第二十五条参保居民有下列行为之一者,除向直接责任人追回已发生的医疗费用外,视情节轻重,给予通报批评,并停止支付当个医保年度余下时间的医疗保险待遇。
(一)将本人社会保障卡转借他人就诊的;
(二)开虚假医药费收据、处方,冒领城镇居民医疗保险基金的;
(三)私自涂改药费收据、病历、处方、检查报告单或自行开处方取药、违规检查;先诊治后补处方,授意医护、售药人员作假的;
(四)利用居民基本医疗保险基金在定点医疗机构开出药品进行非法倒卖的;
(五)其他违反城镇居民基本医疗保险有关规定的行为。
第二十六条定点医疗机构及其工作人员有下列行为之一者,除追回已发生的医疗费用外,视情节轻重,可取消定点医疗机构资格或有关医务人员医保处方权。

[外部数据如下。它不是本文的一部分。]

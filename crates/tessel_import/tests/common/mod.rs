//! Shared helpers for the importer integration tests: configuration
//! shortcuts, a wrapper around one import run, and a small evaluator for
//! the combinational subset of the produced modules.

#![allow(dead_code)]

use std::collections::HashMap;
use tessel_common::{Ident, Interner, Logic};
use tessel_config::{load_config_from_str, ImportConfig};
use tessel_diagnostics::{Diagnostic, DiagnosticSink};
use tessel_import::{import_design, ImportError};
use tessel_ir::{BinaryOp, Cell, CellKind, Design, GateOp, Module, SigBit, SigSpec, UnaryOp, Wire};
use tessel_netlist::{Direction, InstanceId, InstanceType, NetId, NetlistDb, NetlistId, PortRole};

/// Builds an import configuration from the body of an `[import]` table.
pub fn make_config(body: &str) -> ImportConfig {
    load_config_from_str(&format!("[import]\n{body}\n"))
        .unwrap()
        .import
}

/// Default configuration with a single top.
pub fn top(name: &str) -> ImportConfig {
    make_config(&format!("top = \"{name}\""))
}

/// Outcome of one import run.
pub struct Imported {
    /// The design or the fatal error.
    pub result: Result<Design, ImportError>,
    /// Interner holding every name in the design.
    pub interner: Interner,
    /// Warnings emitted during the run.
    pub diagnostics: Vec<Diagnostic>,
}

impl Imported {
    pub fn design(&self) -> &Design {
        match &self.result {
            Ok(design) => design,
            Err(err) => panic!("import failed: {err}"),
        }
    }

    pub fn error(&self) -> &ImportError {
        match &self.result {
            Ok(_) => panic!("import unexpectedly succeeded"),
            Err(err) => err,
        }
    }

    pub fn ident(&self, name: &str) -> Ident {
        self.interner.get_or_intern(name)
    }

    pub fn name(&self, ident: Ident) -> &str {
        self.interner.resolve(ident)
    }

    pub fn module(&self, name: &str) -> &Module {
        self.design()
            .module_by_name(self.ident(name))
            .unwrap_or_else(|| panic!("no module `{name}`"))
    }

    pub fn wire<'a>(&self, module: &'a Module, name: &str) -> &'a Wire {
        module
            .wire_by_name(self.ident(name))
            .unwrap_or_else(|| panic!("no wire `{name}`"))
    }

    pub fn cell<'a>(&self, module: &'a Module, name: &str) -> &'a Cell {
        module
            .cell_by_name(self.ident(name))
            .unwrap_or_else(|| panic!("no cell `{name}`"))
    }

    /// The signal on `port` of `cell`.
    pub fn port<'a>(&self, cell: &'a Cell, port: &str) -> &'a SigSpec {
        cell.port(self.ident(port))
            .unwrap_or_else(|| panic!("no port `{port}`"))
    }

    /// All bits of the named wire, least significant first.
    pub fn bits(&self, module: &Module, name: &str) -> SigSpec {
        let wire = self.wire(module, name);
        SigSpec::from_wire(wire.id, wire.width)
    }
}

/// Runs the importer on `db` with `config`.
pub fn import(db: &mut NetlistDb, config: &ImportConfig) -> Imported {
    let interner = Interner::new();
    let sink = DiagnosticSink::new();
    let result = import_design(db, config, &interner, &sink);
    Imported {
        result,
        interner,
        diagnostics: sink.take_all(),
    }
}

/// Adds a scalar port with its net.
pub fn port(db: &mut NetlistDb, nl: NetlistId, name: &str, direction: Direction) -> NetId {
    db.add_port_with_net(nl, name, direction).1
}

/// Places a primitive and connects its roles in order.
pub fn prim(
    db: &mut NetlistDb,
    nl: NetlistId,
    kind: InstanceType,
    name: &str,
    pins: &[(PortRole, NetId)],
) -> InstanceId {
    let view = db.primitive(kind);
    let inst = db.add_instance(nl, name, view);
    for &(role, net) in pins {
        db.connect_role(inst, role, net);
    }
    inst
}

/// Bit values computed by [`evaluate`].
pub struct Values {
    bits: HashMap<SigBit, Logic>,
}

impl Values {
    pub fn bit(&self, bit: SigBit) -> Logic {
        match bit {
            SigBit::Const(value) => value,
            wire => self.bits.get(&wire).copied().unwrap_or(Logic::X),
        }
    }

    /// The signal as an unsigned number, if every bit is defined.
    pub fn read(&self, sig: &SigSpec) -> Option<u64> {
        let mut value = 0u64;
        for (i, bit) in sig.iter().enumerate() {
            match self.bit(bit) {
                Logic::Zero => {}
                Logic::One => value |= 1 << i,
                _ => return None,
            }
        }
        Some(value)
    }
}

/// Propagates `inputs` through gates, muxes, unsigned word operators and
/// assignments until nothing changes.
pub fn evaluate(module: &Module, interner: &Interner, inputs: &[(&SigSpec, u64)]) -> Values {
    let mut values = Values {
        bits: HashMap::new(),
    };
    for (sig, value) in inputs {
        for (i, bit) in sig.iter().enumerate() {
            values
                .bits
                .insert(bit, Logic::from_bool(value >> i & 1 == 1));
        }
    }
    let port = |cell: &Cell, name: &str| cell.port(interner.get_or_intern(name)).cloned();

    loop {
        let mut changed = false;
        let mut drive = |values: &mut Values, target: &SigSpec, bits: Vec<Logic>| {
            for (bit, value) in target.iter().zip(bits) {
                if bit.is_const() || values.bit(bit) == value {
                    continue;
                }
                values.bits.insert(bit, value);
                changed = true;
            }
        };

        for assign in &module.assignments {
            let bits = assign.value.iter().map(|b| values.bit(b)).collect();
            drive(&mut values, &assign.target, bits);
        }
        for cell in module.cells.values() {
            let (Some(a), Some(y)) = (port(cell, "A"), port(cell, "Y")) else {
                continue;
            };
            let a0 = values.bit(a[0]);
            let out = match &cell.kind {
                CellKind::Gate(op) => {
                    let b0 = port(cell, "B").map_or(Logic::X, |b| values.bit(b[0]));
                    let s0 = port(cell, "S").map_or(Logic::X, |s| values.bit(s[0]));
                    let bit = match op {
                        GateOp::And => a0 & b0,
                        GateOp::Or => a0 | b0,
                        GateOp::Xor => a0 ^ b0,
                        GateOp::Xnor => !(a0 ^ b0),
                        GateOp::Not => !a0,
                        GateOp::Buf => a0,
                        GateOp::Mux => match s0 {
                            Logic::Zero => a0,
                            Logic::One => b0,
                            _ => Logic::X,
                        },
                    };
                    vec![bit]
                }
                CellKind::Mux { .. } => {
                    let (Some(b), Some(s)) = (port(cell, "B"), port(cell, "S")) else {
                        continue;
                    };
                    match values.bit(s[0]) {
                        Logic::Zero => a.iter().map(|bit| values.bit(bit)).collect(),
                        Logic::One => b.iter().map(|bit| values.bit(bit)).collect(),
                        _ => vec![Logic::X; y.width() as usize],
                    }
                }
                CellKind::Unary { op, signed: false } => {
                    let bits: Vec<Logic> = a.iter().map(|bit| values.bit(bit)).collect();
                    let reduced = |init: Logic, f: fn(Logic, Logic) -> Logic| {
                        let mut out = vec![bits.iter().fold(init, |acc, &bit| f(acc, bit))];
                        out.resize(y.width() as usize, Logic::Zero);
                        out
                    };
                    match op {
                        UnaryOp::Not => bits.iter().map(|&bit| !bit).collect(),
                        UnaryOp::Pos => bits.clone(),
                        UnaryOp::ReduceAnd => reduced(Logic::One, |x, z| x & z),
                        UnaryOp::ReduceOr => reduced(Logic::Zero, |x, z| x | z),
                        UnaryOp::ReduceXor => reduced(Logic::Zero, |x, z| x ^ z),
                        UnaryOp::ReduceXnor => {
                            let mut out = reduced(Logic::Zero, |x, z| x ^ z);
                            out[0] = !out[0];
                            out
                        }
                        UnaryOp::Neg => continue,
                    }
                }
                CellKind::Binary { op, signed: false } => {
                    let Some(b) = port(cell, "B") else { continue };
                    let (Some(x), Some(z)) = (values.read(&a), values.read(&b)) else {
                        continue;
                    };
                    let result = match op {
                        BinaryOp::And => x & z,
                        BinaryOp::Or => x | z,
                        BinaryOp::Xor => x ^ z,
                        BinaryOp::Add => x + z,
                        BinaryOp::Sub => x.wrapping_sub(z),
                        BinaryOp::Mul => x * z,
                        BinaryOp::Div if z != 0 => x / z,
                        BinaryOp::Mod if z != 0 => x % z,
                        BinaryOp::Shl => u32::try_from(z)
                            .ok()
                            .and_then(|amount| x.checked_shl(amount))
                            .unwrap_or(0),
                        BinaryOp::Shr => u32::try_from(z)
                            .ok()
                            .and_then(|amount| x.checked_shr(amount))
                            .unwrap_or(0),
                        BinaryOp::Lt => u64::from(x < z),
                        BinaryOp::Le => u64::from(x <= z),
                        BinaryOp::Eq => u64::from(x == z),
                        BinaryOp::Ne => u64::from(x != z),
                        _ => continue,
                    };
                    (0..y.width()).map(|i| Logic::from_bool(result >> i & 1 == 1)).collect()
                }
                _ => continue,
            };
            drive(&mut values, &y, out);
        }
        if !changed {
            return values;
        }
    }
}
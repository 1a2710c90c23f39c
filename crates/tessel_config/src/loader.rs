//! Configuration file loading and validation.

use crate::error::ConfigError;
use crate::types::TesselConfig;
use std::path::Path;

/// Loads and validates `tessel.toml` from a project directory.
pub fn load_config(project_dir: &Path) -> Result<TesselConfig, ConfigError> {
    let content = std::fs::read_to_string(project_dir.join("tessel.toml"))?;
    load_config_from_str(&content)
}

/// Parses and validates a `tessel.toml` configuration from a string.
pub fn load_config_from_str(content: &str) -> Result<TesselConfig, ConfigError> {
    let config: TesselConfig =
        toml::from_str(content).map_err(|e| ConfigError::ParseError(e.to_string()))?;
    validate_config(&config)?;
    Ok(config)
}

fn validate_config(config: &TesselConfig) -> Result<(), ConfigError> {
    let import = &config.import;
    if import.all && !import.top.is_empty() {
        return Err(ConfigError::ValidationError(
            "import.all cannot be combined with import.top".to_string(),
        ));
    }
    if !import.all && import.top.is_empty() {
        return Err(ConfigError::MissingField("import.top".to_string()));
    }
    if let Some(empty) = import.top.iter().position(String::is_empty) {
        return Err(ConfigError::ValidationError(format!(
            "import.top[{empty}] is empty"
        )));
    }
    Ok(())
}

(一)对城镇居民基本医疗保险工作领导、配合不力,管理措施不到位,违规行为时有发生,影响居民基本医疗保险工作正常进行的;
(二)不严格执行基本医疗保险诊疗目录、药品目录和服务设施标准,违反物价政策的;
(三)不严格执行诊疗规范,不坚持首院、首科、首诊负责制,推诿病人,随意转诊,随意曲解定额结算标准,放宽入院指征,造成病人二次返院,滥用大型物理检查设备、重复检查的;
(四)不严格执行医疗保险有关政策,造成城镇居民医疗保险基金损失的;
(五)接诊医生不验证诊治或为冒名就医者提供方便的;
(六)违反城镇居民基本医疗保险用药规定,开人情处方、大处方。不按规定限量开药,开过时或超前日期处方的;
(七)利用工作之便,搭车开药,或与患者联手造假,将自费药品、保健用品以及生活用品串换成《广东省基本医疗保险、工伤保险和生育保险药品目录》内药品的;
(八)自费药品、自费诊疗项目,超标床位费等自费项目未征得患者本人或家属同意签名而发生的医疗费用;
(九)违反《中华人民共和国药品管理法》有关规定的;
(十)其他违反城镇居民基本医疗保险有关规定的行为。
第二十七条医疗保险经办人员有下列行为之一的,视情节轻重,给予行政处分,直到追究相关法律责任。
(一)利用职权徇私舞弊;
(二)擅自更改医疗保险待遇;
(三)贪污挪用医疗保险基金;
(四)其他违反医疗保险规定的行为。
第二十八条本实施细则由韶关市人力资源和社会保障局负责解释。
第二十九条本实施细则自印发之日起执行,有效期五年。